§ Task data

# # #

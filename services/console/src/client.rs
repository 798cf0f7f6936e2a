use chrono::Local;
use clap::Args;
use hireflow::api::HttpJobBoardApi;
use hireflow::config::{ApiConfig, AppConfig, TelemetryConfig};
use hireflow::error::AppError;
use hireflow::telemetry::{self, TelemetryError};
use hireflow::workflows::applications::{
    Application, ApplicationId, ApplicationStatus, ApplicationWorkflowService,
};
use hireflow::workflows::{Credentials, UserRole};
use std::sync::Arc;

pub(crate) type Workflow = ApplicationWorkflowService<HttpJobBoardApi>;

#[derive(Args, Debug)]
pub(crate) struct ClientArgs {
    /// Account email
    #[arg(long, env = "HIREFLOW_EMAIL")]
    pub(crate) email: String,
    /// Account password
    #[arg(long, env = "HIREFLOW_PASSWORD", hide_env_values = true)]
    pub(crate) password: String,
    /// Override the configured job-board API base URL
    #[arg(long)]
    pub(crate) api_url: Option<String>,
}

#[derive(Args, Debug)]
pub(crate) struct TransitionArgs {
    #[command(flatten)]
    pub(crate) client: ClientArgs,
    /// Application to update
    pub(crate) application_id: i64,
    /// Target status (viewed, shortlisted, rejected, accepted)
    pub(crate) status: ApplicationStatus,
}

/// Build a workflow manager for the configured API, optionally overriding its base URL.
pub(crate) fn connect(api_url: Option<&str>) -> Result<Workflow, AppError> {
    let config = AppConfig::load()?;
    init_telemetry(&config.telemetry)?;

    let api_config = match api_url {
        Some(url) => ApiConfig::new(url, config.api.request_timeout)?,
        None => config.api,
    };
    let api = HttpJobBoardApi::new(&api_config)?;
    Ok(Workflow::new(Arc::new(api)))
}

/// Install logging once per process. The demo builds several workflows, so a subscriber
/// that is already installed is expected; a bad filter is not.
fn init_telemetry(config: &TelemetryConfig) -> Result<(), AppError> {
    match telemetry::init(config) {
        Ok(()) | Err(TelemetryError::Subscriber(_)) => Ok(()),
        Err(err) => Err(err.into()),
    }
}

async fn signed_in(args: &ClientArgs) -> Result<Workflow, AppError> {
    let mut workflow = connect(args.api_url.as_deref())?;
    workflow
        .login(Credentials {
            email: args.email.clone(),
            password: args.password.clone(),
        })
        .await?;
    Ok(workflow)
}

pub(crate) async fn run_jobs(args: ClientArgs) -> Result<(), AppError> {
    let mut workflow = signed_in(&args).await?;
    let role = workflow.session().role();

    match role {
        Some(UserRole::Employee) => {
            let listing = workflow.job_listing().await?;
            println!("Open jobs ({})", listing.len());
            for row in listing {
                let badge = if row.already_applied { " [applied]" } else { "" };
                println!(
                    "  #{} {} - {} ({}){badge}",
                    row.job.id, row.job.title, row.job.location, row.job.salary
                );
            }
        }
        _ => {
            let overview = workflow
                .employer_overview(Local::now().date_naive())
                .await?;
            println!(
                "Your jobs: {} posted, {} active, {} applications ({} this month)",
                overview.total_jobs,
                overview.active_jobs,
                overview.total_applications,
                overview.applications_this_month
            );
            for job in workflow.jobs().await? {
                let state = if job.is_active { "active" } else { "inactive" };
                println!("  #{} {} - {} [{state}]", job.id, job.title, job.location);
            }
        }
    }
    Ok(())
}

pub(crate) async fn run_applications(args: ClientArgs) -> Result<(), AppError> {
    let mut workflow = signed_in(&args).await?;
    if workflow.session().role() == Some(UserRole::Employer) {
        // Ownership of each application is checked against the employer's own postings.
        workflow.refresh_jobs().await?;
    }
    workflow.ensure_applications().await?;

    print_stats(&workflow);
    for application in workflow.applications() {
        println!("{}", describe(application));
        let actions = workflow.available_actions(application.id);
        if !actions.is_empty() {
            let labels: Vec<&str> = actions.iter().map(|status| status.label()).collect();
            println!("      actions: {}", labels.join(", "));
        }
    }
    Ok(())
}

pub(crate) async fn run_transition(args: TransitionArgs) -> Result<(), AppError> {
    let mut workflow = signed_in(&args.client).await?;
    workflow.refresh_jobs().await?;
    workflow.ensure_applications().await?;

    let outcome = workflow
        .transition(ApplicationId(args.application_id), args.status)
        .await?;
    println!(
        "Application #{} moved from {} to {}",
        outcome.plan.application_id, outcome.plan.from, outcome.plan.to
    );
    if !outcome.refreshed {
        println!("  (list could not be refreshed; it will reload on next use)");
    }
    print_stats(&workflow);
    Ok(())
}

pub(crate) fn print_stats(workflow: &Workflow) {
    let stats = workflow.stats();
    println!(
        "Stats: {} total | {} applied | {} viewed | {} shortlisted | {} rejected | {} accepted",
        stats.total,
        stats.applied,
        stats.viewed,
        stats.shortlisted,
        stats.rejected,
        stats.accepted
    );
}

pub(crate) fn describe(application: &Application) -> String {
    let title = application.job_title.as_deref().unwrap_or("(untitled job)");
    let who = application
        .employee_name
        .as_deref()
        .or(application.employer_name.as_deref())
        .unwrap_or("-");
    let resume = application
        .resume()
        .map(|resume| format!(", resume {}", resume.filename))
        .unwrap_or_default();
    format!(
        "  #{} {title} - {who} [{}] applied {}{resume}",
        application.id,
        application.status.display_name(),
        application.applied_at.format("%Y-%m-%d")
    )
}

# # #

Reproduce the material above, keeping every line intact.

§ Written answer
filename services/console/src/client.rs
repository 798cf0f7f6936e2a
use chrono::Local;
use clap::Args;
use hireflow::api::HttpJobBoardApi;
use hireflow::config::{ApiConfig, AppConfig, TelemetryConfig};
use hireflow::error::AppError;
use hireflow::telemetry::{self, TelemetryError};
use hireflow::workflows::applications::{
    Application, ApplicationId, ApplicationStatus, ApplicationWorkflowService,
};
use hireflow::workflows::{Credentials, UserRole};
use std::sync::Arc;

pub(crate) type Workflow = ApplicationWorkflowService<HttpJobBoardApi>;

#[derive(Args, Debug)]
pub(crate) struct ClientArgs {
    /// Account email
    #[arg(long, env = "HIREFLOW_EMAIL")]
    pub(crate) email: String,
    /// Account password
    #[arg(long, env = "HIREFLOW_PASSWORD", hide_env_values = true)]
    pub(crate) password: String,
    /// Override the configured job-board API base URL
    #[arg(long)]
    pub(crate) api_url: Option<String>,
}

#[derive(Args, Debug)]
pub(crate) struct TransitionArgs {
    #[command(flatten)]
    pub(crate) client: ClientArgs,
    /// Application to update
    pub(crate) application_id: i64,
    /// Target status (viewed, shortlisted, rejected, accepted)
    pub(crate) status: ApplicationStatus,
}

/// Build a workflow manager for the configured API, optionally overriding its base URL.
pub(crate) fn connect(api_url: Option<&str>) -> Result<Workflow, AppError> {
    let config = AppConfig::load()?;
    init_telemetry(&config.telemetry)?;

    let api_config = match api_url {
        Some(url) => ApiConfig::new(url, config.api.request_timeout)?,
        None => config.api,
    };
    let api = HttpJobBoardApi::new(&api_config)?;
    Ok(Workflow::new(Arc::new(api)))
}

/// Install logging once per process. The demo builds several workflows, so a subscriber
/// that is already installed is expected; a bad filter is not.
fn init_telemetry(config: &TelemetryConfig) -> Result<(), AppError> {
    match telemetry::init(config) {
        Ok(()) | Err(TelemetryError::Subscriber(_)) => Ok(()),
        Err(err) => Err(err.into()),
    }
}

async fn signed_in(args: &ClientArgs) -> Result<Workflow, AppError> {
    let mut workflow = connect(args.api_url.as_deref())?;
    workflow
        .login(Credentials {
            email: args.email.clone(),
            password: args.password.clone(),
        })
        .await?;
    Ok(workflow)
}

pub(crate) async fn run_jobs(args: ClientArgs) -> Result<(), AppError> {
    let mut workflow = signed_in(&args).await?;
    let role = workflow.session().role();

    match role {
        Some(UserRole::Employee) => {
            let listing = workflow.job_listing().await?;
            println!("Open jobs ({})", listing.len());
            for row in listing {
                let badge = if row.already_applied { " [applied]" } else { "" };
                println!(
                    "  #{} {} - {} ({}){badge}",
                    row.job.id, row.job.title, row.job.location, row.job.salary
                );
            }
        }
        _ => {
            let overview = workflow
                .employer_overview(Local::now().date_naive())
                .await?;
            println!(
                "Your jobs: {} posted, {} active, {} applications ({} this month)",
                overview.total_jobs,
                overview.active_jobs,
                overview.total_applications,
                overview.applications_this_month
            );
            for job in workflow.jobs().await? {
                let state = if job.is_active { "active" } else { "inactive" };
                println!("  #{} {} - {} [{state}]", job.id, job.title, job.location);
            }
        }
    }
    Ok(())
}

pub(crate) async fn run_applications(args: ClientArgs) -> Result<(), AppError> {
    let mut workflow = signed_in(&args).await?;
    if workflow.session().role() == Some(UserRole::Employer) {
        // Ownership of each application is checked against the employer's own postings.
        workflow.refresh_jobs().await?;
    }
    workflow.ensure_applications().await?;

    print_stats(&workflow);
    for application in workflow.applications() {
        println!("{}", describe(application));
        let actions = workflow.available_actions(application.id);
        if !actions.is_empty() {
            let labels: Vec<&str> = actions.iter().map(|status| status.label()).collect();
            println!("      actions: {}", labels.join(", "));
        }
    }
    Ok(())
}

pub(crate) async fn run_transition(args: TransitionArgs) -> Result<(), AppError> {
    let mut workflow = signed_in(&args.client).await?;
    workflow.refresh_jobs().await?;
    workflow.ensure_applications().await?;

    let outcome = workflow
        .transition(ApplicationId(args.application_id), args.status)
        .await?;
    println!(
        "Application #{} moved from {} to {}",
        outcome.plan.application_id, outcome.plan.from, outcome.plan.to
    );
    if !outcome.refreshed {
        println!("  (list could not be refreshed; it will reload on next use)");
    }
    print_stats(&workflow);
    Ok(())
}

pub(crate) fn print_stats(workflow: &Workflow) {
    let stats = workflow.stats();
    println!(
        "Stats: {} total | {} applied | {} viewed | {} shortlisted | {} rejected | {} accepted",
        stats.total,
        stats.applied,
        stats.viewed,
        stats.shortlisted,
        stats.rejected,
        stats.accepted
    );
}

pub(crate) fn describe(application: &Application) -> String {
    let title = application.job_title.as_deref().unwrap_or("(untitled job)");
    let who = application
        .employee_name
        .as_deref()
        .or(application.employer_name.as_deref())
        .unwrap_or("-");
    let resume = application
        .resume()
        .map(|resume| format!(", resume {}", resume.filename))
        .unwrap_or_default();
    format!(
        "  #{} {title} - {who} [{}] applied {}{resume}",
        application.id,
        application.status.display_name(),
        application.applied_at.format("%Y-%m-%d")
    )
}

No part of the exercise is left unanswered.